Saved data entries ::
//! Plaintext decoder.
//!
//! Lines starting with `!` are comments. In every other line `.` is a dead
//! cell and any other character is a live one, which is more lenient than the
//! usual `O`-only convention.

use crate::compute::Grid;
use crate::error::Result;

use super::PatternDecoder;

/// Decoder for plaintext (`.cells`) files.
#[derive(Debug, Clone, Copy, Default)]
pub struct Plaintext;

impl PatternDecoder for Plaintext {
    fn decode(
        &self,
        grid: &mut Grid,
        lines: &[String],
        origin_x: isize,
        origin_y: isize,
    ) -> Result<Option<String>> {
        let (x, y) = grid.translate_origin(origin_x, origin_y);
        let x = x as isize;
        let mut y = y as isize;

        for line in lines.iter().filter(|l| !l.starts_with('!')) {
            for (i, c) in line.chars().enumerate() {
                grid.set_cell_state(x + i as isize, y, c != '.');
            }
            y += 1;
        }

        Ok(None)
    }
}

#[cfg(test)]
mod tests {
    use super::*;
    use crate::pattern::lines;

    #[test]
    fn test_any_glyph_is_alive() {
        let mut grid = Grid::new(10, 10);
        Plaintext
            .decode(&mut grid, &lines("!Name: mixed\nO*X\n.#.\n"), 0, 0)
            .unwrap();
        assert_eq!(
            grid.live_coordinates(),
            vec![(5, 5), (6, 5), (7, 5), (6, 6)]
        );
    }

    #[test]
    fn test_blank_lines_advance_rows() {
        let mut grid = Grid::new(10, 10);
        Plaintext
            .decode(&mut grid, &lines("O\n\nO\n"), 0, 0)
            .unwrap();
        assert_eq!(grid.live_coordinates(), vec![(5, 5), (5, 7)]);
    }

    #[test]
    fn test_origin_offset() {
        let mut grid = Grid::new(10, 10);
        let rule = Plaintext.decode(&mut grid, &lines("O\n"), -2, 3).unwrap();
        assert_eq!(rule, None);
        assert_eq!(grid.live_coordinates(), vec![(3, 8)]);
    }
}
//! Effect Implementation
//!
//! An Effect is a side-effecting computation that re-runs whenever any
//! signal it read on its most recent execution changes.
//!
//! # How Effects Work
//!
//! 1. When created, the effect runs its body immediately to establish
//!    initial subscriptions.
//!
//! 2. While the body executes, the effect is installed as the runtime's
//!    current observer. Any signal read during that window registers the
//!    effect as a subscriber.
//!
//! 3. When a subscribed signal changes, the effect re-executes (or is
//!    queued if a batch is active). Once disposed, execution is a
//!    permanent no-op.
//!
//! # Cleanup
//!
//! An effect body can register a cleanup with [`on_cleanup`]. The cleanup
//! runs exactly once: immediately before the next execution of the same
//! effect, or on disposal, whichever comes first. A body that registers no
//! cleanup leaves nothing to run.
//!
//! # Errors
//!
//! The runtime does not catch panics from effect bodies; they propagate to
//! whoever triggered the execution (the constructor for the first run, the
//! signal write for re-runs). Ambient tracking state is restored by guards
//! either way.

use std::fmt::Debug;
use std::sync::atomic::{AtomicBool, AtomicU64, Ordering};
use std::sync::{Arc, Mutex, RwLock};

use super::runtime::{untrack, ExecutionGuard, Observer, Runtime};
use super::signal::Readable;
use super::subscriber::{NotifyHandle, SubscriberId};

/// Counter for generating unique effect IDs.
static EFFECT_ID_COUNTER: AtomicU64 = AtomicU64::new(0);

/// Generate a new unique effect ID.
fn next_effect_id() -> u64 {
    EFFECT_ID_COUNTER.fetch_add(1, Ordering::Relaxed)
}

/// Cleanup registered by an effect body, run once before the next execution
/// or on disposal.
pub(crate) type Cleanup = Box<dyn FnOnce() + Send>;

/// Shared state of one effect runner.
pub(crate) struct EffectInner {
    id: u64,

    /// Identity under which this effect appears in subscriber sets and the
    /// pending queue.
    subscriber_id: SubscriberId,

    /// The effect body.
    body: Box<dyn Fn() + Send + Sync>,

    /// Cleanup pending from the most recent execution, if any.
    ///
    /// A `Mutex` rather than an `RwLock`: the slot holds a `FnOnce`, which
    /// is `Send` but not `Sync`.
    cleanup: Mutex<Option<Cleanup>>,

    /// Once set, execution is a no-op forever.
    disposed: AtomicBool,

    /// Number of completed executions.
    run_count: AtomicU64,
}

The task ::
Having read the entries, repeat them all exactly.

Result for this task ::
//! Plaintext decoder.
//!
//! Lines starting with `!` are comments. In every other line `.` is a dead
//! cell and any other character is a live one, which is more lenient than the
//! usual `O`-only convention.

use crate::compute::Grid;
use crate::error::Result;

use super::PatternDecoder;

/// Decoder for plaintext (`.cells`) files.
#[derive(Debug, Clone, Copy, Default)]
pub struct Plaintext;

impl PatternDecoder for Plaintext {
    fn decode(
        &self,
        grid: &mut Grid,
        lines: &[String],
        origin_x: isize,
        origin_y: isize,
    ) -> Result<Option<String>> {
        let (x, y) = grid.translate_origin(origin_x, origin_y);
        let x = x as isize;
        let mut y = y as isize;

        for line in lines.iter().filter(|l| !l.starts_with('!')) {
            for (i, c) in line.chars().enumerate() {
                grid.set_cell_state(x + i as isize, y, c != '.');
            }
            y += 1;
        }

        Ok(None)
    }
}

#[cfg(test)]
mod tests {
    use super::*;
    use crate::pattern::lines;

    #[test]
    fn test_any_glyph_is_alive() {
        let mut grid = Grid::new(10, 10);
        Plaintext
            .decode(&mut grid, &lines("!Name: mixed\nO*X\n.#.\n"), 0, 0)
            .unwrap();
        assert_eq!(
            grid.live_coordinates(),
            vec![(5, 5), (6, 5), (7, 5), (6, 6)]
        );
    }

    #[test]
    fn test_blank_lines_advance_rows() {
        let mut grid = Grid::new(10, 10);
        Plaintext
            .decode(&mut grid, &lines("O\n\nO\n"), 0, 0)
            .unwrap();
        assert_eq!(grid.live_coordinates(), vec![(5, 5), (5, 7)]);
    }

    #[test]
    fn test_origin_offset() {
        let mut grid = Grid::new(10, 10);
        let rule = Plaintext.decode(&mut grid, &lines("O\n"), -2, 3).unwrap();
        assert_eq!(rule, None);
        assert_eq!(grid.live_coordinates(), vec![(3, 8)]);
    }
}
//! Effect Implementation
//!
//! An Effect is a side-effecting computation that re-runs whenever any
//! signal it read on its most recent execution changes.
//!
//! # How Effects Work
//!
//! 1. When created, the effect runs its body immediately to establish
//!    initial subscriptions.
//!
//! 2. While the body executes, the effect is installed as the runtime's
//!    current observer. Any signal read during that window registers the
//!    effect as a subscriber.
//!
//! 3. When a subscribed signal changes, the effect re-executes (or is
//!    queued if a batch is active). Once disposed, execution is a
//!    permanent no-op.
//!
//! # Cleanup
//!
//! An effect body can register a cleanup with [`on_cleanup`]. The cleanup
//! runs exactly once: immediately before the next execution of the same
//! effect, or on disposal, whichever comes first. A body that registers no
//! cleanup leaves nothing to run.
//!
//! # Errors
//!
//! The runtime does not catch panics from effect bodies; they propagate to
//! whoever triggered the execution (the constructor for the first run, the
//! signal write for re-runs). Ambient tracking state is restored by guards
//! either way.

use std::fmt::Debug;
use std::sync::atomic::{AtomicBool, AtomicU64, Ordering};
use std::sync::{Arc, Mutex, RwLock};

use super::runtime::{untrack, ExecutionGuard, Observer, Runtime};
use super::signal::Readable;
use super::subscriber::{NotifyHandle, SubscriberId};

/// Counter for generating unique effect IDs.
static EFFECT_ID_COUNTER: AtomicU64 = AtomicU64::new(0);

/// Generate a new unique effect ID.
fn next_effect_id() -> u64 {
    EFFECT_ID_COUNTER.fetch_add(1, Ordering::Relaxed)
}

/// Cleanup registered by an effect body, run once before the next execution
/// or on disposal.
pub(crate) type Cleanup = Box<dyn FnOnce() + Send>;

/// Shared state of one effect runner.
pub(crate) struct EffectInner {
    id: u64,

    /// Identity under which this effect appears in subscriber sets and the
    /// pending queue.
    subscriber_id: SubscriberId,

    /// The effect body.
    body: Box<dyn Fn() + Send + Sync>,

    /// Cleanup pending from the most recent execution, if any.
    ///
    /// A `Mutex` rather than an `RwLock`: the slot holds a `FnOnce`, which
    /// is `Send` but not `Sync`.
    cleanup: Mutex<Option<Cleanup>>,

    /// Once set, execution is a no-op forever.
    disposed: AtomicBool,

    /// Number of completed executions.
    run_count: AtomicU64,
}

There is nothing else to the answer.